Letter to the Editor: “Targeted and non-targeted liver biopsies carry the same risk of complication”
by Katja N De Paepe, Nicos Fotiadis (email@example.com )Targeted and non-targeted liver biopsies carry the same risk of complication
We have read with great interest the publication by Maheux A et al  regarding the complication rates of targeted and non-targeted liver biopsies. The authors, in contrast to most previous studies [2, 3], conclude that there is no significant difference in the complication rates. However, there is a methodological flaw in the definition of complications in this study; all grade I complications are defined as “marked symptoms”. The 134 patients who had post-procedural imaging to investigate their symptoms (including 41 CTs and 10 patients who had both CT and ultrasound) should be classified as grade I complications based on the classification of complications by the European and American Society of Interventional Radiology [4, 5] and the classification of complications in the surgical literature . There was a definite deviation from the standard post-procedure course for this group of patients, which includes patients with a haemoglobin drop, hypotension, fever, GI haemorrhage, cholestasis, and pain.

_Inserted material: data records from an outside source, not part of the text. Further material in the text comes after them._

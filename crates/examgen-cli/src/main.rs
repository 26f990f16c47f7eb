//! examgen CLI — the user-facing command-line interface.

use std::path::PathBuf;
use std::process;

use clap::{Parser, Subcommand};

mod commands;

#[derive(Parser)]
#[command(name = "examgen", version, about = "Randomized exam generator")]
struct Cli {
    #[command(subcommand)]
    command: Commands,
}

#[derive(Subcommand)]
enum Commands {
    /// Generate exams from a questions file
    Generate {
        /// Questions file (flat-text bank format)
        questions_file: PathBuf,

        /// Prefix for the exams (e.g. "Parcial", "Final")
        exam_prefix: String,

        /// Number of exams to generate
        num_exams: usize,

        /// Questions per exam
        questions_per_exam: usize,

        /// Consolidated answer-key format: txt, csv, html, json
        /// (default: from config, txt)
        #[arg(long, short = 'a')]
        answers: Option<String>,

        /// Minutes allocated per question (default: from config, 1)
        #[arg(long)]
        time_per_question: Option<f64>,

        /// Output directory (default: Examenes_<prefix>)
        #[arg(long, short = 'o')]
        output: Option<PathBuf>,

        /// Config file path
        #[arg(long, short = 'c')]
        config: Option<PathBuf>,
    },

    /// Validate a questions file
    Validate {
        /// Questions file to validate
        questions_file: PathBuf,
    },

    /// Generate a question bank from a source document with AI
    AiGenerate {
        /// Source file (plain text or Markdown)
        document_file: PathBuf,

        /// Number of questions to generate
        #[arg(long, short = 'n')]
        num_questions: Option<usize>,

        /// Language for the questions
        #[arg(long, short = 'l')]
        language: Option<String>,

        /// AI engine: gemini, ollama
        #[arg(long, short = 'e')]
        engine: Option<String>,

        /// Specific model (e.g. gemini-1.5-pro, llama2)
        #[arg(long, short = 'm')]
        model: Option<String>,

        /// Output file for the generated questions
        #[arg(long, short = 'o', default_value = "preguntas_ia.txt")]
        output: PathBuf,

        /// Config file path
        #[arg(long, short = 'c')]
        config: Option<PathBuf>,
    },

    /// Create a starter config and example questions file
    Init,
}

#[tokio::main]
async fn main() {
    tracing_subscriber::fmt()
        .with_env_filter(
            tracing_subscriber::EnvFilter::from_default_env()
                .add_directive("examgen=info".parse().unwrap()),
        )
        .init();

    let cli = Cli::parse();

    let result = match cli.command {
        Commands::Generate {
            questions_file,
            exam_prefix,
            num_exams,
            questions_per_exam,
            answers,
            time_per_question,
            output,
            config,
        } => commands::generate::execute(
            questions_file,
            exam_prefix,
            num_exams,
            questions_per_exam,
            answers,
            time_per_question,
            output,
            config,
        ),
        Commands::Validate { questions_file } => commands::validate::execute(questions_file),
        Commands::AiGenerate {
            document_file,
            num_questions,
            language,
            engine,
            model,
            output,
            config,
        } => {
            commands::ai_generate::execute(
                document_file,
                num_questions,
                language,
                engine,
                model,
                output,
                config,
            )
            .await
        }
        Commands::Init => commands::init::execute(),
    };

    if let Err(e) = result {
        eprintln!("Error: {e:#}");
        process::exit(1);
    }
}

When taking into consideration these patients with “marked symptoms” and defining them as grade I adverse events, the overall complication rate is higher in the targeted-liver biopsy group in line with most previous studies [2, 3]. The most serious complications though, as presented by Maheux A et al , were similar in the two groups, which is novel knowledge and adds to the existing evidence in the field.
Standardisation of the terminology and definition of complications in the interventional radiology literature is of paramount importance for comparison of results, quality assessment, and accumulation of scientific evidence.